5. How To use « TIMi – StarDust module »? > 5.5. How to create a segmentation? > 5.5.3. The Ward’s algorithm > 5.5.3.1. How to find the right number of segments?

To find the right number of segments inside your dataset, you have to look at the dendogram representation of the Ward’s algorithm:

clip0051

This tree represents the hierarchical aggregation process. You read it from left to right.

For example, you can see here: that the segments 5 and 8 (that originates from the KMeans algorithm) are “grouped together” into a new segment named ‘A’. Each node of the tree represents an aggregation between two segments (and it represents also the resulting segment). Thus, each node represents one iteration of the Ward’s algorithm.

The segments ‘A’ and the segments ‘B’ are grouped together to form the new segment ‘C’.

The segments ‘C’ and the segments ‘11’ are grouped together to form the new segment ‘D’.

The segments ‘D’ and the segments ‘3’ are grouped together to form the new segment ‘E’.

The horizontal distance represents the distance represents the distance between the two segments that will be aggregated together: see the illustration in blue. You can see on the dendogram that the first “aggregations” are involving segments that are really close to each other. Only the last three “aggregations” are grouping together segments that are far away from each other. Thus, from the dendogram, we deduce that the optimal number of segment for this dataset is “4”: see the illustration in green.

You can click anywhere on the dendogram to select the corresponding final number of segments. For example, in the illustration above, the vertical red line indicates that the user has decided to have “4” segments (because the vertical red line crosses 4 horizontal black lines).
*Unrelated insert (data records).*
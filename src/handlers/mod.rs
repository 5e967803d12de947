//! Command handlers.
//!
//! One module per collaborator type. Each handler asks the toolkit for a
//! fresh collaborator, calls the bound operation with the extracted
//! arguments and encodes the outcome.

pub mod fraud;
pub mod nik;
pub mod persona;
pub mod phone;
pub mod tracking;

use pegasus_protocol::{error::json_kind, Binding, BridgeError, BridgeRequest};
use serde_json::Value;

/// Positional arguments extracted from the payload in binding order.
#[derive(Debug, Clone, PartialEq, Eq)]
pub struct Arguments {
    values: Vec<Option<String>>,
}

impl Arguments {
    /// Extract the binding's fields from the request payload.
    ///
    /// The payload must be a mapping. Missing and null fields become `None`.
    /// Numbers and booleans are passed as their JSON text; arrays and objects
    /// cannot be passed positionally.
    pub fn extract(request: &BridgeRequest, binding: &Binding) -> Result<Self, BridgeError> {
        let payload = request.arguments()?;
        let values = binding
            .fields
            .iter()
            .copied()
            .map(|field| match payload.get(field).filter(|value| !value.is_null()) {
                None => Ok(None),
                Some(Value::String(s)) => Ok(Some(s.clone())),
                Some(value @ (Value::Number(_) | Value::Bool(_))) => Ok(Some(value.to_string())),
                Some(other) => Err(BridgeError::ArgumentShape {
                    field,
                    kind: json_kind(other),
                }),
            })
            .collect::<Result<Vec<_>, _>>()?;
        Ok(Self { values })
    }

    /// Argument at `index`, `None` when absent.
    pub fn get(&self, index: usize) -> Option<&str> {
        self.values.get(index).and_then(|v| v.as_deref())
    }
}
When you change, inside the Ward’s algorithm, the final number of segments, you can see, in real-time, the colour of the points changing inside the main 3D display of StarDust. Thus, you can instantaneously validate your decision. This is unique to StarDust. Other datamining softwares are forcing you to wait for possibly several minutes (sometime hours!) before being able to validate how many segments you want.